La peur est imputable à la pensée; il en est de même pour le plaisir. On a passé par une expérience agréable, la pensée s’y attarde et voudrait la voir se prolonger; quand ceci s’avère impossible il y a une résistance, un état de colère, de désespoir, d’affolement. Ainsi la pensée est responsable de la peur comme du plaisir, n’est-ce pas ? Ce n’est pas ici une conclusion verbale ni une formule permettant d’éviter la peur. Répétons-le, là où il y a plaisir il y a souffrance, il y a la peur nourrie par la pensée; le plaisir accompagne la souffrance, ce sont deux choses indivisibles, et la pensée est responsable des deux. S’il n’y avait pas de lendemain, d’instant d’après, à quoi on pourrait penser, s’agissant de peur ou de plaisir, ni l’un ni l’autre n’existeraient. Pouvons-nous aller plus loin ? En tout ceci nous travaillons dans la pâte du réel, ce n’est pas une idée, mais une chose que vous avez découverte et qui est par conséquent vraie, réelle, et vous avez le droit de dire: « J’ai découvert que la pensée donne naissance à la fois au plaisir et à la peur. » Vous avez éprouvé un plaisir sexuel, une jouissance; plus tard vous y pensez, évoquant des tableaux, l’imagerie du mental, et cette pensée même va renforcer ce plaisir qui, dès lors, fait partie du scénario de la pensée, et quand il se heurte à un obstacle il y a souffrance, anxiété, peur, jalousie, irritation, colère et brutalité. (Nous ne disons pas que vous ne devez pas connaître le plaisir.)

La félicité n’est pas le plaisir; l’extase n’est pas une sécrétion de la pensée; c’est une chose entièrement autre. Vous ne pouvez rencontrer la félicité ou l’extase qu’après avoir compris la nature de la pensée – elle qui donne naissance à la fois au plaisir et à la peur.
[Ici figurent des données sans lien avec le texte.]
//! Rule condition language (no IO).
//!
//! A condition is the FAILURE predicate of a rule: it evaluates to `true` when the
//! configuration violates the rule. The grammar covers field paths, integer literals,
//! bitwise operators, comparisons, and the `and` / `or` / `not` connectives.

#![forbid(unsafe_code)]

pub mod ast;
mod errors;
mod eval;
mod lexer;
mod parser;

#[cfg(test)]
mod proptest;

pub use errors::{ConditionSyntaxError, EvalError};
pub use eval::{FieldResolver, Value, evaluate};
pub use lexer::{Lexer, Token, TokenKind};
pub use parser::{MAX_DEPTH, Parser};

use ast::Expr;
use pfrcheck_types::{FieldPath, ids};
use std::collections::BTreeSet;

/// A compiled condition: the source text and its parsed tree.
#[derive(Clone, Debug, PartialEq, Eq)]
pub struct Condition {
    source: String,
    expr: Expr,
}

impl Condition {
    pub fn compile(source: &str) -> Result<Self, ConditionSyntaxError> {
        let expr = Parser::parse(source)?;
        Ok(Self {
            source: source.to_string(),
            expr,
        })
    }

    pub fn source(&self) -> &str {
        &self.source
    }

    pub fn expr(&self) -> &Expr {
        &self.expr
    }

    pub fn fields(&self) -> BTreeSet<&FieldPath> {
        self.expr.fields()
    }

    pub fn evaluate<R: FieldResolver + ?Sized>(&self, resolver: &R) -> Result<bool, EvalError> {
        evaluate(&self.expr, resolver)
    }
}

/// True when `source` is the "not yet enforced" placeholder (`0 != 0`), ignoring whitespace.
///
/// Only this exact spelling qualifies; other always-false conditions are evaluated normally.
pub fn is_disabled_marker(source: &str) -> bool {
    let compact: String = source.chars().filter(|c| !c.is_whitespace()).collect();
    let marker: String = ids::DISABLED_CONDITION
        .chars()
        .filter(|c| !c.is_whitespace())
        .collect();
    compact == marker
}
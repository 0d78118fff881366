use pfrcheck_domain::policy::{DisabledRules, EffectiveConfig, FailOn};
use pfrcheck_types::Severity;
use std::collections::BTreeMap;

/// Profile names accepted by `profile = "..."`.
pub const PROFILES: [&str; 3] = ["strict", "warn", "audit"];

/// Preset profiles are opinionated defaults.
///
/// Keep these small and readable. Anything rule-specific belongs in `[rules."<id>"]`.
pub fn preset(profile: &str) -> Option<EffectiveConfig> {
    match profile {
        "strict" => Some(strict_profile()),
        "warn" => Some(warn_profile()),
        "audit" => Some(audit_profile()),
        _ => None,
    }
}

fn strict_profile() -> EffectiveConfig {
    EffectiveConfig {
        profile: "strict".to_string(),
        fail_on: FailOn::Error,
        default_severity: Severity::Error,
        disabled_rules: DisabledRules::Skip,
        verbose: false,
        parallel: false,
        max_violations: 200,
        exclude: Vec::new(),
        rules: BTreeMap::new(),
    }
}

fn warn_profile() -> EffectiveConfig {
    EffectiveConfig {
        profile: "warn".to_string(),
        fail_on: FailOn::Warning,
        default_severity: Severity::Warning,
        ..strict_profile()
    }
}

fn audit_profile() -> EffectiveConfig {
    // Audit runs report everything and never fail on informational findings.
    EffectiveConfig {
        profile: "audit".to_string(),
        fail_on: FailOn::Error,
        default_severity: Severity::Info,
        disabled_rules: DisabledRules::Report,
        verbose: true,
        ..strict_profile()
    }
}
use camino::{Utf8Path, Utf8PathBuf};
use pfrcheck_app::{
    CheckInput, load_rule_files, parse_report_json, read_context_file, read_rule_files,
    run_check, serialize_report, verdict_exit_code, write_report,
};
use pfrcheck_rules::RuleSource;
use pfrcheck_settings::Overrides;
use pfrcheck_types::{OutcomeStatus, SkipReason, Verdict};

fn fixture(name: &str) -> Utf8PathBuf {
    Utf8Path::new(env!("CARGO_MANIFEST_DIR"))
        .join("tests")
        .join("fixtures")
        .join(name)
}

fn check(config_text: &str, overrides: Overrides) -> pfrcheck_app::CheckOutput {
    let loaded = read_rule_files(&[fixture("cmpa_cfpa_rules.yaml")]).expect("read rules");
    let sources: Vec<RuleSource<'_>> = loaded.iter().map(|l| l.as_rule_source()).collect();
    let context = read_context_file(&fixture("lpc55_context.yaml")).expect("read context");

    run_check(CheckInput {
        rule_sources: &sources,
        context: &context,
        config_text,
        overrides,
    })
    .expect("run_check")
}

#[test]
fn fixture_context_violates_rule_1_5() {
    let report = check("", Overrides::default()).report;

    assert_eq!(report.verdict, Verdict::Fail);
    assert_eq!(verdict_exit_code(report.verdict), 2);
    assert_eq!(report.violations.len(), 1);
    assert_eq!(report.violations[0].req_id.as_str(), "1.5");
    assert_eq!(report.summary.total, 6);
    assert_eq!(report.summary.clean, 4);
    assert_eq!(report.summary.disabled, 1);
    assert_eq!(report.summary.skipped, 1);
    assert_eq!(report.summary.by_severity.error, 1);
    assert_eq!(report.summary.by_severity.warning, 0);
}

#[test]
fn config_downgrades_rule_to_warning() {
    let config = "[rules.\"1.5\"]\nseverity = \"warning\"\n";
    let report = check(config, Overrides::default()).report;

    assert_eq!(report.verdict, Verdict::Warn);
    assert_eq!(verdict_exit_code(report.verdict), 0);
}

#[test]
fn audit_profile_lists_every_rule() {
    let overrides = Overrides {
        profile: Some("audit".to_string()),
        ..Overrides::default()
    };
    let output = check("", overrides);
    let report = output.report;

    assert_eq!(report.profile, "audit");
    assert_eq!(report.outcomes.len(), 6);
    let disabled = report
        .outcomes
        .iter()
        .find(|o| o.req_id.as_str() == "1.2")
        .expect("1.2 listed");
    assert_eq!(disabled.status, OutcomeStatus::Skipped);
    assert_eq!(disabled.reason, Some(SkipReason::Disabled));
    // Info-severity violations do not fail an audit.
    assert_eq!(report.verdict, Verdict::Pass);
}

#[test]
fn report_round_trips_through_a_file() {
    let report = check("", Overrides::default()).report;

    let tmp = tempfile::tempdir().expect("create temp dir");
    let root = Utf8Path::from_path(tmp.path()).expect("utf8 path");
    let path = root.join("out").join("report.json");

    write_report(&path, &report).expect("write report");
    let text = std::fs::read_to_string(&path).expect("read report");
    let parsed = parse_report_json(&text).expect("parse report");
    assert_eq!(parsed, report);

    let json: serde_json::Value =
        serde_json::from_slice(&serialize_report(&report).expect("serialize")).expect("json");
    assert_eq!(json["schema"], "pfrcheck.report.v1");
    assert_eq!(json["violations"][0]["req_id"], "1.5");
    assert_eq!(json["summary"]["by_severity"]["error"], 1);
}

#[test]
fn rule_files_merge_and_reject_duplicates() {
    let tmp = tempfile::tempdir().expect("create temp dir");
    let root = Utf8Path::from_path(tmp.path()).expect("utf8 path");

    let extra = root.join("extra.yaml");
    std::fs::write(
        &extra,
        "- req_id: \"3.1\"\n  desc: d\n  msg: m\n  cond: CFPA.VERSION > 10\n",
    )
    .expect("write extra rules");
    let set = load_rule_files(&[fixture("cmpa_cfpa_rules.yaml"), extra.clone()]).expect("load");
    assert_eq!(set.len(), 7);

    let dup = root.join("dup.yaml");
    std::fs::write(
        &dup,
        "- req_id: \"2.1\"\n  desc: d\n  msg: m\n  cond: CMPA.RESERVED_0 != 0\n",
    )
    .expect("write duplicate rules");
    let err = load_rule_files(&[fixture("cmpa_cfpa_rules.yaml"), dup]).unwrap_err();
    assert!(format!("{err:#}").contains("2.1"));
}

#[test]
fn missing_files_name_the_path() {
    let err = read_context_file(Utf8Path::new("does/not/exist.yaml")).unwrap_err();
    assert!(err.to_string().contains("does/not/exist.yaml"));
}
//! Parser: recursive descent parser for rule conditions
//!
//! Precedence, lowest to highest:
//! `or` < `and` < `not` < comparison < `|` < `^` < `&` < shifts < `~` < primary.
//! Comparisons do not chain.

use crate::ast::{BitOp, CompareOp, Expr};
use crate::errors::{ConditionSyntaxError, SyntaxResult};
use crate::lexer::{Lexer, Token, TokenKind};
use pfrcheck_types::FieldPath;

/// Nesting budget for one condition.
///
/// Every `(`, `not`, `~` and every operator in a left-associative chain spends one level, so
/// the tree handed to the evaluator is never deeper than about twice this value.
pub const MAX_DEPTH: usize = 64;

pub struct Parser {
    tokens: Vec<Token>,
    pos: usize,
    depth: usize,
}

impl Parser {
    /// Parse condition text into an expression tree.
    pub fn parse(input: &str) -> SyntaxResult<Expr> {
        let mut lexer = Lexer::new(input);
        let tokens = lexer.tokenize()?;
        let mut parser = Self {
            tokens,
            pos: 0,
            depth: 0,
        };

        if parser.check(&TokenKind::Eof) {
            return Err(parser.error("condition is empty"));
        }

        let expr = parser.parse_or()?;
        if !parser.check(&TokenKind::Eof) {
            return Err(parser.error("expected an operator or end of condition"));
        }
        Ok(expr)
    }

    fn parse_or(&mut self) -> SyntaxResult<Expr> {
        let base = self.depth;
        let mut lhs = self.parse_and()?;
        while self.check(&TokenKind::Or) {
            self.descend()?;
            self.advance();
            let rhs = self.parse_and()?;
            lhs = Expr::Or(Box::new(lhs), Box::new(rhs));
        }
        self.depth = base;
        Ok(lhs)
    }

    fn parse_and(&mut self) -> SyntaxResult<Expr> {
        let base = self.depth;
        let mut lhs = self.parse_not()?;
        while self.check(&TokenKind::And) {
            self.descend()?;
            self.advance();
            let rhs = self.parse_not()?;
            lhs = Expr::And(Box::new(lhs), Box::new(rhs));
        }
        self.depth = base;
        Ok(lhs)
    }

    fn parse_not(&mut self) -> SyntaxResult<Expr> {
        if self.check(&TokenKind::Not) {
            self.descend()?;
            self.advance();
            let inner = self.parse_not()?;
            self.depth -= 1;
            return Ok(Expr::Not(Box::new(inner)));
        }
        self.parse_comparison()
    }

    fn parse_comparison(&mut self) -> SyntaxResult<Expr> {
        let lhs = self.parse_bit_or()?;
        let Some(op) = self.compare_op() else {
            return Ok(lhs);
        };
        self.advance();
        let rhs = self.parse_bit_or()?;

        if self.compare_op().is_some() {
            return Err(self.error("comparisons cannot be chained; use 'and'"));
        }

        Ok(Expr::Compare {
            op,
            lhs: Box::new(lhs),
            rhs: Box::new(rhs),
        })
    }

    fn parse_bit_or(&mut self) -> SyntaxResult<Expr> {
        let base = self.depth;
        let mut lhs = self.parse_bit_xor()?;
        while self.check(&TokenKind::Pipe) {
            self.descend()?;
            self.advance();
            let rhs = self.parse_bit_xor()?;
            lhs = bitwise(BitOp::Or, lhs, rhs);
        }
        self.depth = base;
        Ok(lhs)
    }

    fn parse_bit_xor(&mut self) -> SyntaxResult<Expr> {
        let base = self.depth;
        let mut lhs = self.parse_bit_and()?;
        while self.check(&TokenKind::Caret) {
            self.descend()?;
            self.advance();
            let rhs = self.parse_bit_and()?;
            lhs = bitwise(BitOp::Xor, lhs, rhs);
        }
        self.depth = base;
        Ok(lhs)
    }

    fn parse_bit_and(&mut self) -> SyntaxResult<Expr> {
        let base = self.depth;
        let mut lhs = self.parse_shift()?;
        while self.check(&TokenKind::Amp) {
            self.descend()?;
            self.advance();
            let rhs = self.parse_shift()?;
            lhs = bitwise(BitOp::And, lhs, rhs);
        }
        self.depth = base;
        Ok(lhs)
    }

    fn parse_shift(&mut self) -> SyntaxResult<Expr> {
        let base = self.depth;
        let mut lhs = self.parse_unary()?;
        loop {
            let op = match self.peek_kind() {
                TokenKind::Shl => BitOp::Shl,
                TokenKind::Shr => BitOp::Shr,
                _ => break,
            };
            self.descend()?;
            self.advance();
            let rhs = self.parse_unary()?;
            lhs = bitwise(op, lhs, rhs);
        }
        self.depth = base;
        Ok(lhs)
    }

    fn parse_unary(&mut self) -> SyntaxResult<Expr> {
        if self.check(&TokenKind::Tilde) {
            self.descend()?;
            self.advance();
            let inner = self.parse_unary()?;
            self.depth -= 1;
            return Ok(Expr::Complement(Box::new(inner)));
        }
        self.parse_primary()
    }

    fn parse_primary(&mut self) -> SyntaxResult<Expr> {
        match self.peek_kind().clone() {
            TokenKind::Number(v) => {
                self.advance();
                Ok(Expr::Int(v))
            }
            TokenKind::True => {
                self.advance();
                Ok(Expr::Bool(true))
            }
            TokenKind::False => {
                self.advance();
                Ok(Expr::Bool(false))
            }
            TokenKind::Path => {
                let path = FieldPath::parse(&self.peek().text)
                    .map_err(|e| self.error(e.to_string()))?;
                self.advance();
                Ok(Expr::Field(path))
            }
            TokenKind::OpenParen => {
                self.descend()?;
                self.advance();
                let inner = self.parse_or()?;
                self.expect(&TokenKind::CloseParen)?;
                self.depth -= 1;
                Ok(inner)
            }
            TokenKind::Eof => Err(self.error("unexpected end of condition; expected an operand")),
            other => Err(self.error(format!("expected an operand, found {other}"))),
        }
    }

    /// Spend one nesting level; fails at the current token once the budget is gone.
    fn descend(&mut self) -> SyntaxResult<()> {
        if self.depth >= MAX_DEPTH {
            return Err(self.error(format!(
                "condition is nested too deeply (limit {MAX_DEPTH} levels)"
            )));
        }
        self.depth += 1;
        Ok(())
    }

    // ---- token helpers ----

    fn compare_op(&self) -> Option<CompareOp> {
        match self.peek_kind() {
            TokenKind::EqEq => Some(CompareOp::Eq),
            TokenKind::NotEq => Some(CompareOp::Ne),
            TokenKind::Lt => Some(CompareOp::Lt),
            TokenKind::Le => Some(CompareOp::Le),
            TokenKind::Gt => Some(CompareOp::Gt),
            TokenKind::Ge => Some(CompareOp::Ge),
            _ => None,
        }
    }

    fn peek(&self) -> &Token {
        &self.tokens[self.pos.min(self.tokens.len() - 1)]
    }

    fn peek_kind(&self) -> &TokenKind {
        &self.peek().kind
    }

    fn check(&self, kind: &TokenKind) -> bool {
        self.peek_kind() == kind
    }

    fn eat(&mut self, kind: &TokenKind) -> bool {
        if self.check(kind) {
            self.advance();
            true
        } else {
            false
        }
    }

    fn advance(&mut self) {
        if self.pos < self.tokens.len() - 1 {
            self.pos += 1;
        }
    }

    fn expect(&mut self, kind: &TokenKind) -> SyntaxResult<()> {
        if self.eat(kind) {
            Ok(())
        } else {
            let found = self.peek_kind().clone();
            Err(self.error(format!("expected {kind}, found {found}")))
        }
    }

    fn error(&self, message: impl Into<String>) -> ConditionSyntaxError {
        let tok = self.peek();
        ConditionSyntaxError::new(tok.line, tok.col, tok.text.clone(), message)
    }
}

fn bitwise(op: BitOp, lhs: Expr, rhs: Expr) -> Expr {
    Expr::Bitwise {
        op,
        lhs: Box::new(lhs),
        rhs: Box::new(rhs),
    }
}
Alors se pose la question: peut-on mettre fin à la pensée ? Si celle-ci donne naissance à la peur et au plaisir – parce que là où il y a plaisir il y a forcément souffrance, chose évidente – on se demande alors: la pensée peut-elle prendre fin ? Ce qui n’implique pas la fin de toute perception de beauté, de toute jouissance émanant de la beauté. On contemple la splendeur d’un nuage, d’un arbre; on en jouit totalement, complètement; mais quand la pensée aspire à passer par la même expérience le lendemain, à connaître à nouveau les délices qu’elle éprouva à la vision de ce nuage, de cet arbre, de cette fleur, d’un visage qu’éclaire la beauté, alors elle sollicite la déception, la souffrance, la peur, en même temps que le plaisir.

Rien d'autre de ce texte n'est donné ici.